Baring Gould, 1982, p.136, writing in 1900 remarks:
“It cannot be said that the race is altogether extinct. The magistrates have had much trouble with certain people living in hovels on the outskirts of the moor, who subsist in the same manner. They carry off lambs and young horses before they are marked, and when it is difficult, not to say impossible, for the owners to identify them. Their own ewes always have doubles,” – Whitlock, 1977, p.81.
It has been suggested that their very lifestyle led to their final demise. Many stories state how they shared all things including their wives and so it was inbreeding (and intemperance) that finally wiped them out along with a gradual conversion to Christianity. It is said that Jesuit priests hid in Lydford Gorge to avoid Cromwell’s troops and it is they who may have responsible for the conversions. Samuel Rowe, 1985, p.430, notes that many of the later writers make no reference to the Gubbins and concludes that by the middle of the seventeenth century the clan ceased to exist.

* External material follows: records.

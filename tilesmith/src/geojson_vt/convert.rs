//! Project GeoJSON into the intermediate representation: flat lists of
//! `[x, y, importance]` in 0-1 Mercator space.

use super::{GeoJsonVtOptions, Slice, VtFeature, VtGeometry};
use crate::{
    expression::Properties,
    geojson::{Feature, GeoJson, Geometry, Position},
    mercator::{lat_y, lng_x},
};
use serde_json::Value;
use std::sync::Arc;

pub(super) fn convert(data: &GeoJson, options: &GeoJsonVtOptions) -> Vec<VtFeature> {
    let mut features = Vec::new();
    match data {
        GeoJson::FeatureCollection(collection) => {
            for (index, feature) in collection.features.iter().enumerate() {
                convert_feature(&mut features, feature, options, index);
            }
        }
        GeoJson::Feature(feature) => convert_feature(&mut features, feature, options, 0),
        GeoJson::Geometry(geometry) => {
            convert_feature(&mut features, &Feature::new(geometry.clone()), options, 0);
        }
    }
    features
}

fn convert_feature(
    features: &mut Vec<VtFeature>,
    feature: &Feature,
    options: &GeoJsonVtOptions,
    index: usize,
) {
    let Some(geometry) = &feature.geometry else {
        return;
    };

    let id = if let Some(key) = &options.promote_id {
        feature
            .properties
            .as_ref()
            .and_then(|properties| properties.get(key))
            .cloned()
    } else if options.generate_id {
        Some(Value::from(index))
    } else {
        feature.id.clone()
    };

    let tags = Arc::new(feature.properties.clone().unwrap_or_default());
    convert_geometry(features, geometry, id, &tags, options);
}

fn convert_geometry(
    features: &mut Vec<VtFeature>,
    geometry: &Geometry,
    id: Option<Value>,
    tags: &Arc<Properties>,
    options: &GeoJsonVtOptions,
) {
    let tolerance = (options.tolerance / (f64::from(1u32 << options.max_zoom) * f64::from(options.extent)))
        .powi(2);

    let geometry = match geometry {
        Geometry::Point { coordinates } => VtGeometry::Points(vec![project(*coordinates)]),
        Geometry::MultiPoint { coordinates } => {
            VtGeometry::Points(coordinates.iter().copied().map(project).collect())
        }
        Geometry::LineString { coordinates } => {
            VtGeometry::LineString(convert_line(coordinates, tolerance, false))
        }
        Geometry::MultiLineString { coordinates } => {
            if options.line_metrics {
                // Every line on its own, so that metrics can be tracked.
                for line in coordinates {
                    features.push(VtFeature::new(
                        id.clone(),
                        VtGeometry::LineString(convert_line(line, tolerance, false)),
                        Arc::clone(tags),
                    ));
                }
                return;
            }
            VtGeometry::MultiLineString(convert_lines(coordinates, tolerance, false))
        }
        Geometry::Polygon { coordinates } => {
            VtGeometry::Polygon(convert_lines(coordinates, tolerance, true))
        }
        Geometry::MultiPolygon { coordinates } => VtGeometry::MultiPolygon(
            coordinates
                .iter()
                .map(|polygon| convert_lines(polygon, tolerance, true))
                .collect(),
        ),
        Geometry::GeometryCollection { geometries } => {
            for geometry in geometries {
                convert_geometry(features, geometry, id.clone(), tags, options);
            }
            return;
        }
    };

    features.push(VtFeature::new(id, geometry, Arc::clone(tags)));
}

fn project(position: Position) -> [f64; 3] {
    [lng_x(position.0), lat_y(position.1), 0.]
}

fn convert_line(ring: &[Position], tolerance: f64, is_polygon: bool) -> Slice {
    let mut points: Vec<[f64; 3]> = Vec::with_capacity(ring.len());
    let mut size = 0.;

    for position in ring {
        let point = project(*position);
        if let Some([x0, y0, _]) = points.last() {
            let [x, y, _] = point;
            size += if is_polygon {
                (x0 * y - x * y0) / 2.
            } else {
                f64::hypot(x - x0, y - y0)
            };
        }
        points.push(point);
    }

    if let Some(last) = points.len().checked_sub(1) {
        points[0][2] = 1.;
        simplify(&mut points, 0, last, tolerance);
        points[last][2] = 1.;
    }

    let size = f64::abs(size);
    Slice {
        points,
        size,
        start: 0.,
        end: size,
    }
}

fn convert_lines(rings: &[Vec<Position>], tolerance: f64, is_polygon: bool) -> Vec<Slice> {
    rings
        .iter()
        .map(|ring| convert_line(ring, tolerance, is_polygon))
        .collect()
}

/// Douglas-Peucker which, instead of dropping points, stores their importance (squared
/// distance at the moment they were picked) in the third coordinate. Uses an explicit
/// stack, pathological inputs would overflow the call stack otherwise.
pub(super) fn simplify(points: &mut [[f64; 3]], first: usize, last: usize, sq_tolerance: f64) {
    let mut stack = vec![(first, last)];

    while let Some((first, last)) = stack.pop() {
        let mut max_sq_dist = sq_tolerance;
        let mid = first + (last - first) / 2;
        let mut min_pos_to_mid = last - first;
        let mut index = None;

        let [ax, ay, _] = points[first];
        let [bx, by, _] = points[last];

        for (i, point) in points.iter().enumerate().take(last).skip(first + 1) {
            let d = sq_seg_dist(point[0], point[1], ax, ay, bx, by);

            if d > max_sq_dist {
                index = Some(i);
                max_sq_dist = d;
            } else if d == max_sq_dist {
                // Prefer a pivot close to the middle, it keeps the work balanced for
                // degenerate inputs.
                let pos_to_mid = i.abs_diff(mid);
                if pos_to_mid < min_pos_to_mid {
                    index = Some(i);
                    min_pos_to_mid = pos_to_mid;
                }
            }
        }

        if let Some(index) = index.filter(|_| max_sq_dist > sq_tolerance) {
            points[index][2] = max_sq_dist;
            if index - first > 1 {
                stack.push((first, index));
            }
            if last - index > 1 {
                stack.push((index, last));
            }
        }
    }
}

/// Squared distance from a point to a segment.
fn sq_seg_dist(px: f64, py: f64, mut x: f64, mut y: f64, bx: f64, by: f64) -> f64 {
    let mut dx = bx - x;
    let mut dy = by - y;

    if dx != 0. || dy != 0. {
        let t = ((px - x) * dx + (py - y) * dy) / (dx * dx + dy * dy);

        if t > 1. {
            x = bx;
            y = by;
        } else if t > 0. {
            x += dx * t;
            y += dy * t;
        }
    }

    dx = px - x;
    dy = py - y;

    dx * dx + dy * dy
}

However, according to the 1851 census there were nine families named Gubbins that were born in the Tavistock area alone, most were agricultural labourers and miners.
Baring Gould, S. 1982 A Book of Dartmoor, Wildwood House, London.
Brown, W. 1644 A Lydford Journey.
Norris, G. 1986 West Country Rogues and Outlaws, Devon Books, Exeter.
Rowe, S. 1985 A Perambulation of Dartmoor, Devon Books, Exeter.
Soanes, C & Stevenson, A (eds) 2003 Oxford Dictionary of English, Oxford University Press, Oxford.
Whitlock, R. 1977 The Folklore of Devon, Batsford, London.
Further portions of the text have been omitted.